William se quitó con calma la chaqueta del traje y se la entregó a uno de sus agentes. Se dirigió a la elegante isla de cocina de mármol y se sirvió un vaso de agua con gas.
«La hice incinerar», dijo William. Su voz era perfectamente tranquila, como si estuviera hablando del tiempo.
Azalea se quedó paralizada. Se le fue todo el color de la cara.
«¿La… la has quemado?», susurró.
«Estaba contaminada», respondió William, dando un sorbo lento de agua. «Esos objetos pertenecían a un civil. Desprendían el hedor de la pobreza y el fracaso. Como mi futura esposa, no puedes rodearte de basura».
Una oleada de furia pura y cegadora rompió por fin el dolor de Azalea.
Se puso en pie de un salto y se abalanzó sobre él, levantando los puños y apuntando descontroladamente a su cara.
William ni siquiera derramó el agua.
Su mano izquierda se extendió con una velocidad aterradora. Le agarró ambas muñecas con una mano enorme, retorciéndolas lo justo para que un agudo pinchazo de dolor le recorriera los brazos y la obligara a detenerse. Luego la atrajo con fuerza contra su pecho.

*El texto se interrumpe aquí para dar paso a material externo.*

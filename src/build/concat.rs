//! Merging several sources into one synthetic source.

use crate::error::{BuildError, BuildResult};
use crate::source::modified_time;
use std::fs::{self, File};
use std::io::Write;
use std::path::{Path, PathBuf};

/// What [`concatenate`] did.
#[derive(Debug, Clone, Copy, PartialEq, Eq)]
pub enum ConcatOutcome {
    /// The merge file was rewritten
    Written,
    /// Every input is older than the merge file
    UpToDate,
}

/// Whether the merge file at `target` must be rebuilt from `sources`.
pub fn is_stale(sources: &[PathBuf], target: &Path) -> BuildResult<bool> {
    let Ok(target_modified) = fs::metadata(target).and_then(|m| m.modified()) else {
        return Ok(true);
    };
    for source in sources {
        if modified_time(source)? > target_modified {
            return Ok(true);
        }
    }
    Ok(false)
}

/// Merge `sources`, in order and without separators, into `target`.
///
/// Nothing is written when the merge file is newer than every input. A stale
/// merge file is deleted before being rewritten.
pub fn concatenate(sources: &[PathBuf], target: &Path) -> BuildResult<ConcatOutcome> {
    if !is_stale(sources, target)? {
        tracing::debug!(target = %target.display(), "Concatenation up to date");
        return Ok(ConcatOutcome::UpToDate);
    }

    match fs::remove_file(target) {
        Ok(()) => {}
        Err(e) if e.kind() == std::io::ErrorKind::NotFound => {}
        Err(e) => return Err(BuildError::io(target, e)),
    }
    if let Some(parent) = target.parent() {
        fs::create_dir_all(parent).map_err(|source| BuildError::DirectoryCreateFailure {
            path: parent.to_path_buf(),
            source,
        })?;
    }

    let mut merged = File::create(target).map_err(|e| BuildError::io(target, e))?;
    for source in sources {
        tracing::debug!(source = %source.display(), "Concatenating");
        let content = fs::read(source).map_err(|e| BuildError::io(source, e))?;
        merged.write_all(&content).map_err(|e| BuildError::io(target, e))?;
    }
    merged.flush().map_err(|e| BuildError::io(target, e))?;
    Ok(ConcatOutcome::Written)
}

#[cfg(test)]
mod tests {
    use super::*;
    use std::time::{Duration, SystemTime};
    use tempfile::TempDir;

    fn write(dir: &Path, name: &str, content: &str) -> PathBuf {
        let path = dir.join(name);
        fs::write(&path, content).unwrap();
        path
    }

    fn set_age(path: &Path, secs: u64) {
        File::options()
            .write(true)
            .open(path)
            .unwrap()
            .set_modified(SystemTime::now() - Duration::from_secs(secs))
            .unwrap();
    }

    #[test]
    fn test_concatenates_in_order_without_separator() {
        let temp = TempDir::new().unwrap();
        let a = write(temp.path(), "a.less", "X");
        let b = write(temp.path(), "b.less", "Y");
        let target = temp.path().join("all.less");

        assert_eq!(concatenate(&[a, b], &target).unwrap(), ConcatOutcome::Written);
        assert_eq!(fs::read_to_string(&target).unwrap(), "XY");
    }

    #[test]
    fn test_rewrites_only_when_an_input_is_newer() {
        let temp = TempDir::new().unwrap();
        let a = write(temp.path(), "a.less", "X");
        let b = write(temp.path(), "b.less", "Y");
        set_age(&a, 100);
        set_age(&b, 100);
        let target = temp.path().join("all.less");
        let sources = vec![a.clone(), b.clone()];

        concatenate(&sources, &target).unwrap();
        set_age(&target, 50);
        assert_eq!(concatenate(&sources, &target).unwrap(), ConcatOutcome::UpToDate);

        fs::write(&b, "Z").unwrap();
        assert_eq!(concatenate(&sources, &target).unwrap(), ConcatOutcome::Written);
        assert_eq!(fs::read_to_string(&target).unwrap(), "XZ");
    }

    #[test]
    fn test_missing_input_fails() {
        let temp = TempDir::new().unwrap();
        let a = write(temp.path(), "a.less", "X");
        let err = concatenate(&[a, temp.path().join("gone.less")], &temp.path().join("all.less"))
            .unwrap_err();
        assert!(matches!(err, BuildError::NotFound { .. }));
    }

    #[test]
    fn test_creates_parent_directory() {
        let temp = TempDir::new().unwrap();
        let a = write(temp.path(), "a.less", "X");
        let target = temp.path().join("generated").join("all.less");
        concatenate(&[a], &target).unwrap();
        assert_eq!(fs::read_to_string(&target).unwrap(), "X");
    }
}
//! Compile and watch command implementations

use std::path::Path;
use std::process::ExitCode;
use std::time::Instant;

use super::{load_project, skipped, ReportFormat, EXIT_ERROR, EXIT_SUCCESS};
use crate::build::{BuildContext, BuildOrchestrator, BuildSession, RunResult};
use crate::config::CliOverrides;
use crate::watch::{CancellationToken, WatchScheduler};

/// Run the compile command (also used by `watch`)
pub fn run_compile(config_path: Option<&Path>, overrides: &CliOverrides, format: ReportFormat) -> ExitCode {
    let project = match load_project(config_path, overrides) {
        Ok(project) => project,
        Err(code) => return code,
    };
    if skipped(&project) {
        return ExitCode::from(EXIT_SUCCESS);
    }
    let configs = match project.configurations() {
        Ok(configs) => configs,
        Err(code) => return code,
    };

    let start = Instant::now();
    let session = match BuildSession::prepare(configs) {
        Ok(session) => session.with_jobs(project.config.project.jobs),
        Err(e) => {
            eprintln!("Error: {}", e);
            return ExitCode::from(EXIT_ERROR);
        }
    };

    let ctx = BuildContext::logging();
    let watched = session.configurations().filter(|c| c.watch).count();
    let mut success = true;

    if watched < session.len() {
        let result = session.run_matching(&ctx, BuildOrchestrator::new(), |_, c| !c.watch);
        report(&result, format);
        success = result.is_success();
        tracing::info!("Complete compile job finished in {} ms", start.elapsed().as_millis());
    }

    let session = if watched > 0 { watch(session) } else { Ok(session) };
    let session = match session {
        Ok(session) => session,
        Err(code) => return code,
    };

    if let Err(e) = session.close() {
        eprintln!("Error: {}", e);
        return ExitCode::from(EXIT_ERROR);
    }
    if success {
        ExitCode::from(EXIT_SUCCESS)
    } else {
        ExitCode::from(EXIT_ERROR)
    }
}

/// Watch until Ctrl+C, handing the session back for cleanup.
fn watch(session: BuildSession) -> Result<BuildSession, ExitCode> {
    let token = CancellationToken::new();
    let handler_token = token.clone();
    if let Err(e) = ctrlc::set_handler(move || handler_token.cancel()) {
        eprintln!("Error setting Ctrl+C handler: {}", e);
        return Err(ExitCode::from(EXIT_ERROR));
    }

    let handle = match WatchScheduler::new(session).spawn(token) {
        Ok(handle) => handle,
        Err(e) => {
            eprintln!("Watch error: {}", e);
            return Err(ExitCode::from(EXIT_ERROR));
        }
    };
    println!("Press Ctrl+C to stop");

    match handle.join() {
        Ok(Ok(scheduler)) => Ok(scheduler.into_session()),
        Ok(Err(e)) => {
            eprintln!("Watch error: {}", e);
            Err(ExitCode::from(EXIT_ERROR))
        }
        Err(_) => {
            eprintln!("Watch error: watch thread panicked");
            Err(ExitCode::from(EXIT_ERROR))
        }
    }
}

fn report(result: &RunResult, format: ReportFormat) {
    match format {
        ReportFormat::Json => {
            for diagnostic in result.diagnostics() {
                match serde_json::to_string(diagnostic) {
                    Ok(line) => println!("{}", line),
                    Err(e) => eprintln!("Error: cannot serialize diagnostic: {}", e),
                }
            }
        }
        ReportFormat::Text => {
            if result.is_success() {
                println!("{}", result.summary());
            } else {
                eprintln!("{}", result.summary());
            }
        }
    }
}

«Deja de comportarte como una niña», siseó William, con su aliento caliente contra su oído. «Te estoy protegiendo. Los medios ya están investigando el accidente. Si descubren que atesorabas las patéticas baratijas de un becario lisiado, el escándalo mancharía a la Corona. Lo estoy borrando para salvar tu reputación».
La retorcida lógica de sus palabras la asfixiaba. Estaba presentando la destrucción absoluta de su pasado como un acto de gracia.
Azalea dejó de forcejear. La lucha se desvaneció de su cuerpo, dejando solo un vacío hondo y doloroso.
«Eres un monstruo», susurró Azalea, con las lágrimas desbordándose por sus pestañas.
William sonrió. Le soltó las muñecas y le acarició suavemente la mejilla.
«Soy un príncipe», la corrigió William con suavidad. «Ve al dormitorio. El personal te ha preparado un baño».
Azalea se dio la vuelta y caminó hacia el pasillo. Llevaba los hombros caídos, sus pasos eran pesados y arrastrados. Parecía exactamente una prisionera volviendo a su celda.
En el momento en que la puerta de su dormitorio se cerró con un clic, la sonrisa desapareció del rostro de William.